Live Data
Message Sniffer log files reported by our customers are used to continuously improve our spam filter rules and provide important performance statistics. You can access some basic performance statistics as they are compiled from incoming logs. All live reports are calculated from live data. New log files are processed automatically on the hour. The current types of reports that you can view are:
Change Rates
The Live Change Rates report shows the number of new rules or rule adjustments each day for the past 30 days. This is a reasonable approximation of the rate at which "new" spam content is reaching the network.
False Positive Rates
The False Reports Rates report shows the number of False Reports received for the past 30 days.
Flow Rates
Live Flow Rates shows the message flow rate through all reporting Message Sniffer systems for the past 28 days by hour. One of the key values that we watch in this report is the average ms which approximates the processing power required for filtering these messages by measuring the time (in milliseconds) required on average. The other key value we watch is the Spam% which is an average indicator of the ratio of message which are tagged against the total number of messages.
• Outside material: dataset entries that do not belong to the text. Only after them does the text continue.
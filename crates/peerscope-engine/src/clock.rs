//! Time source for TTL and staleness decisions.

use std::sync::{Mutex, PoisonError};

use chrono::{DateTime, Duration, Utc};

pub trait Clock: Send + Sync {
    fn now(&self) -> DateTime<Utc>;
}

#[derive(Debug, Clone, Copy, Default)]
pub struct SystemClock;

impl Clock for SystemClock {
    fn now(&self) -> DateTime<Utc> {
        Utc::now()
    }
}

/// A clock that only moves when told to.
#[derive(Debug)]
pub struct ManualClock {
    now: Mutex<DateTime<Utc>>,
}

impl ManualClock {
    #[must_use]
    pub fn new(start: DateTime<Utc>) -> Self {
        Self {
            now: Mutex::new(start),
        }
    }

    pub fn set(&self, at: DateTime<Utc>) {
        *self.now.lock().unwrap_or_else(PoisonError::into_inner) = at;
    }

    pub fn advance(&self, by: Duration) {
        let mut now = self.now.lock().unwrap_or_else(PoisonError::into_inner);
        *now += by;
    }
}

impl Clock for ManualClock {
    fn now(&self) -> DateTime<Utc> {
        *self.now.lock().unwrap_or_else(PoisonError::into_inner)
    }
}
//! Failure taxonomy shared by every external collaborator.

use std::fmt;

use thiserror::Error;

/// Terminal failure of a call to an external service.
///
/// `target` names the service (e.g. `"twitterapi"`, `"grok"`) so the caller
/// can tell which collaborator failed.
#[derive(Debug, Clone, PartialEq, Eq, Error)]
pub enum ExternalError {
    #[error("{target} rate limit still in effect after {attempts} attempts")]
    RateLimited { target: String, attempts: u32 },

    #[error("{target} rejected the credentials (HTTP {status})")]
    Auth { target: String, status: u16 },

    #[error("{target}: {resource} not found")]
    NotFound { target: String, resource: String },

    #[error("{target} timed out after {attempts} attempts")]
    Timeout { target: String, attempts: u32 },

    #[error("network error talking to {target}: {message}")]
    Network { target: String, message: String },

    #[error("{target} returned HTTP {status}")]
    Server { target: String, status: u16 },

    #[error("malformed response ({reason}): {snippet}")]
    MalformedResponse { snippet: String, reason: String },

    #[error("response failed validation: {0}")]
    Validation(String),
}

/// Fieldless view of [`ExternalError`] for callers that only branch on kind.
#[derive(Debug, Clone, Copy, PartialEq, Eq, Hash)]
pub enum ErrorKind {
    RateLimited,
    Auth,
    NotFound,
    Timeout,
    Network,
    Server,
    MalformedResponse,
    Validation,
}

impl ErrorKind {
    #[must_use]
    pub fn as_str(self) -> &'static str {
        match self {
            ErrorKind::RateLimited => "rate_limited",
            ErrorKind::Auth => "auth_error",
            ErrorKind::NotFound => "not_found",
            ErrorKind::Timeout => "timeout",
            ErrorKind::Network => "network_error",
            ErrorKind::Server => "server_error",
            ErrorKind::MalformedResponse => "malformed_response",
            ErrorKind::Validation => "validation_error",
        }
    }
}

impl fmt::Display for ErrorKind {
    fn fmt(&self, f: &mut fmt::Formatter<'_>) -> fmt::Result {
        f.write_str(self.as_str())
    }
}

impl ExternalError {
    #[must_use]
    pub fn kind(&self) -> ErrorKind {
        match self {
            ExternalError::RateLimited { .. } => ErrorKind::RateLimited,
            ExternalError::Auth { .. } => ErrorKind::Auth,
            ExternalError::NotFound { .. } => ErrorKind::NotFound,
            ExternalError::Timeout { .. } => ErrorKind::Timeout,
            ExternalError::Network { .. } => ErrorKind::Network,
            ExternalError::Server { .. } => ErrorKind::Server,
            ExternalError::MalformedResponse { .. } => ErrorKind::MalformedResponse,
            ExternalError::Validation(_) => ErrorKind::Validation,
        }
    }

    /// Whether a bounded retry may clear the failure.
    ///
    /// Only rate limits and timeouts are retried by the HTTP layer. Network
    /// errors are retriable at the caller's discretion and are reported as
    /// such, but the HTTP layer surfaces them immediately.
    #[must_use]
    pub fn is_retriable(&self) -> bool {
        matches!(
            self,
            ExternalError::RateLimited { .. }
                | ExternalError::Timeout { .. }
                | ExternalError::Network { .. }
        )
    }
}

impl From<crate::CoreError> for ExternalError {
    fn from(err: crate::CoreError) -> Self {
        ExternalError::Validation(err.to_string())
    }
}

#[cfg(test)]
mod tests {
    use super::*;

    #[test]
    fn kinds_have_stable_names() {
        let err = ExternalError::Auth {
            target: "grok".to_string(),
            status: 401,
        };
        assert_eq!(err.kind(), ErrorKind::Auth);
        assert_eq!(err.kind().to_string(), "auth_error");
    }

    #[test]
    fn only_transient_failures_are_retriable() {
        assert!(ExternalError::Timeout {
            target: "t".to_string(),
            attempts: 1
        }
        .is_retriable());
        assert!(!ExternalError::NotFound {
            target: "t".to_string(),
            resource: "user".to_string()
        }
        .is_retriable());
        assert!(!ExternalError::Validation("x".to_string()).is_retriable());
    }

    #[test]
    fn core_errors_become_validation_failures() {
        let err: ExternalError = crate::CoreError::EmptyInsights.into();
        assert_eq!(err.kind(), ErrorKind::Validation);
    }
}
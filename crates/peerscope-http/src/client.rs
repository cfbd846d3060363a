//! JSON HTTP client with status classification and bounded retries.

use std::time::Duration;

use peerscope_core::ExternalError;
use reqwest::{Client, RequestBuilder, StatusCode, Url};
use serde_json::Value;

use crate::policy::RetryPolicy;
use crate::retry::call_with_retry;

/// Characters of a response body kept in errors and logs.
const SNIPPET_CHARS: usize = 500;

/// First `max_chars` characters of `text`, on a char boundary.
#[must_use]
pub fn truncate_for_log(text: &str, max_chars: usize) -> String {
    text.chars().take(max_chars).collect()
}

/// How requests authenticate.
#[derive(Clone)]
pub enum AuthHeader {
    /// `Authorization: Bearer <token>`
    Bearer(String),
    /// A named header carrying the key, e.g. `X-API-Key`.
    ApiKey { header: String, value: String },
    None,
}

impl std::fmt::Debug for AuthHeader {
    fn fmt(&self, f: &mut std::fmt::Formatter<'_>) -> std::fmt::Result {
        match self {
            AuthHeader::Bearer(_) => f.write_str("Bearer([redacted])"),
            AuthHeader::ApiKey { header, .. } => write!(f, "ApiKey({header}: [redacted])"),
            AuthHeader::None => f.write_str("None"),
        }
    }
}

/// Resilient caller for one external JSON API.
///
/// Use [`ExternalCallClient::new`] with the production base URL, or point it
/// at a mock server in tests.
#[derive(Debug, Clone)]
pub struct ExternalCallClient {
    client: Client,
    target: String,
    base_url: Url,
    auth: AuthHeader,
    policy: RetryPolicy,
}

impl ExternalCallClient {
    /// Builds a client for `target` rooted at `base_url`.
    ///
    /// # Errors
    ///
    /// Returns [`ExternalError::Validation`] if `base_url` does not parse, or
    /// [`ExternalError::Network`] if the HTTP client cannot be constructed.
    pub fn new(
        target: &str,
        base_url: &str,
        auth: AuthHeader,
        timeout: Duration,
        policy: RetryPolicy,
    ) -> Result<Self, ExternalError> {
        let client = Client::builder()
            .timeout(timeout)
            .connect_timeout(Duration::from_secs(10))
            .user_agent("peerscope/0.1 (growth-analysis)")
            .build()
            .map_err(|e| ExternalError::Network {
                target: target.to_string(),
                message: e.to_string(),
            })?;

        // Exactly one trailing slash so relative joins append to the path.
        let normalised = format!("{}/", base_url.trim_end_matches('/'));
        let base_url = Url::parse(&normalised).map_err(|e| {
            ExternalError::Validation(format!("invalid base URL '{base_url}': {e}"))
        })?;

        Ok(Self {
            client,
            target: target.to_string(),
            base_url,
            auth,
            policy,
        })
    }

    #[must_use]
    pub fn target(&self) -> &str {
        &self.target
    }

    #[must_use]
    pub fn policy(&self) -> &RetryPolicy {
        &self.policy
    }

    /// `GET path?query`, returning the parsed JSON body.
    ///
    /// # Errors
    ///
    /// Returns the terminal [`ExternalError`] after retries are exhausted.
    pub async fn get_json(&self, path: &str, query: &[(&str, String)]) -> Result<Value, ExternalError> {
        let url = self.endpoint(path)?;
        self.execute(path, || self.client.get(url.clone()).query(query))
            .await
    }

    /// `POST path` with a JSON body, returning the parsed JSON response.
    ///
    /// # Errors
    ///
    /// Returns the terminal [`ExternalError`] after retries are exhausted.
    pub async fn post_json(&self, path: &str, body: &Value) -> Result<Value, ExternalError> {
        let url = self.endpoint(path)?;
        self.execute(path, || self.client.post(url.clone()).json(body))
            .await
    }

    fn endpoint(&self, path: &str) -> Result<Url, ExternalError> {
        self.base_url
            .join(path.trim_start_matches('/'))
            .map_err(|e| ExternalError::Validation(format!("invalid path '{path}': {e}")))
    }

    async fn execute<F>(&self, path: &str, build: F) -> Result<Value, ExternalError>
    where
        F: Fn() -> RequestBuilder,
    {
        let value = call_with_retry(&self.target, &self.policy, || {
            self.send_once(path, self.authorize(build()))
        })
        .await?;

        if let Some(pause) = self.policy.courtesy_delay {
            tokio::time::sleep(pause).await;
        }
        Ok(value)
    }

    fn authorize(&self, request: RequestBuilder) -> RequestBuilder {
        match &self.auth {
            AuthHeader::Bearer(token) => request.bearer_auth(token),
            AuthHeader::ApiKey { header, value } => request.header(header.as_str(), value),
            AuthHeader::None => request,
        }
    }

    /// One attempt: send, classify the status, parse the body.
    async fn send_once(&self, path: &str, request: RequestBuilder) -> Result<Value, ExternalError> {
        let response = request
            .send()
            .await
            .map_err(|e| self.transport_error(&e))?;

        let status = response.status();
        if !status.is_success() {
            return Err(self.status_error(path, status, response).await);
        }

        let body = response
            .text()
            .await
            .map_err(|e| self.transport_error(&e))?;
        serde_json::from_str(&body).map_err(|e| ExternalError::MalformedResponse {
            snippet: truncate_for_log(&body, SNIPPET_CHARS),
            reason: format!("{} response body is not JSON: {e}", self.target),
        })
    }

    async fn status_error(
        &self,
        path: &str,
        status: StatusCode,
        response: reqwest::Response,
    ) -> ExternalError {
        match status {
            StatusCode::TOO_MANY_REQUESTS => ExternalError::RateLimited {
                target: self.target.clone(),
                attempts: 1,
            },
            StatusCode::UNAUTHORIZED | StatusCode::FORBIDDEN => {
                tracing::error!(
                    service = %self.target,
                    status = status.as_u16(),
                    "credentials rejected; check the configured API key"
                );
                ExternalError::Auth {
                    target: self.target.clone(),
                    status: status.as_u16(),
                }
            }
            StatusCode::NOT_FOUND => ExternalError::NotFound {
                target: self.target.clone(),
                resource: path.to_string(),
            },
            _ => {
                let body = response.text().await.unwrap_or_default();
                tracing::error!(
                    service = %self.target,
                    status = status.as_u16(),
                    path,
                    body = %truncate_for_log(&body, SNIPPET_CHARS),
                    "unexpected HTTP status"
                );
                ExternalError::Server {
                    target: self.target.clone(),
                    status: status.as_u16(),
                }
            }
        }
    }

    fn transport_error(&self, err: &reqwest::Error) -> ExternalError {
        if err.is_timeout() {
            ExternalError::Timeout {
                target: self.target.clone(),
                attempts: 1,
            }
        } else {
            ExternalError::Network {
                target: self.target.clone(),
                message: err.to_string(),
            }
        }
    }
}

#[cfg(test)]
mod tests {
    use super::*;

    fn test_client(base_url: &str) -> ExternalCallClient {
        ExternalCallClient::new(
            "test",
            base_url,
            AuthHeader::None,
            Duration::from_secs(5),
            RetryPolicy::immediate(0),
        )
        .expect("client construction should not fail")
    }

    #[test]
    fn endpoint_appends_to_base_path() {
        let client = test_client("https://api.x.ai/v1");
        let url = client.endpoint("/chat/completions").unwrap();
        assert_eq!(url.as_str(), "https://api.x.ai/v1/chat/completions");
    }

    #[test]
    fn endpoint_tolerates_trailing_slash() {
        let client = test_client("https://api.twitterapi.io/");
        let url = client.endpoint("twitter/user/info").unwrap();
        assert_eq!(url.as_str(), "https://api.twitterapi.io/twitter/user/info");
    }

    #[test]
    fn invalid_base_url_is_rejected() {
        let result = ExternalCallClient::new(
            "test",
            "not a url",
            AuthHeader::None,
            Duration::from_secs(1),
            RetryPolicy::default(),
        );
        assert!(matches!(result, Err(ExternalError::Validation(_))));
    }

    #[test]
    fn truncate_respects_char_boundaries() {
        assert_eq!(truncate_for_log("héllo", 2), "hé");
        assert_eq!(truncate_for_log("abc", 10), "abc");
    }

    #[test]
    fn auth_debug_is_redacted() {
        let auth = AuthHeader::ApiKey {
            header: "X-API-Key".to_string(),
            value: "secret".to_string(),
        };
        let rendered = format!("{auth:?}");
        assert!(!rendered.contains("secret"));
        assert!(rendered.contains("X-API-Key"));
    }
}
//! Resilient JSON-over-HTTP caller shared by the social-data and
//! language-model clients.
//!
//! [`ExternalCallClient`] classifies every response into the
//! [`peerscope_core::ExternalError`] taxonomy and retries rate limits and
//! timeouts in an explicit bounded loop governed by a [`RetryPolicy`].

pub mod client;
pub mod policy;
pub mod retry;

pub use client::{truncate_for_log, AuthHeader, ExternalCallClient};
pub use policy::{Backoff, RetryPolicy};
pub use retry::call_with_retry;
On average, 77% of all incoming email is rejected as spam! - We also compare the total number of messages with the number of false positive reports we receive (typically very few).
Rule Strengths
Live Rule Strengths shows the relative strength of each active rule in our rulebase. A rule's strength is determined by it's number of "Traps" compared to other rules in the system. A "Trap" occurs only when the rule is the Final determining factor for Message Sniffer's result code. Rules that simply Match do not get counted for this report (they are used as input data for other tuning systems however). Strengths are rated on a logarithmic scale from 5 (strongest) to 0 (weakest). These strengths are calculated using a sliding window so that rules which become unimportant over time will be reduced in strength and ultimately will become inactive. Rules that have a low strength are treated more harshly if false positive reports are presented and rules with a sufficiently low strength may be excluded from the rulebase altogether.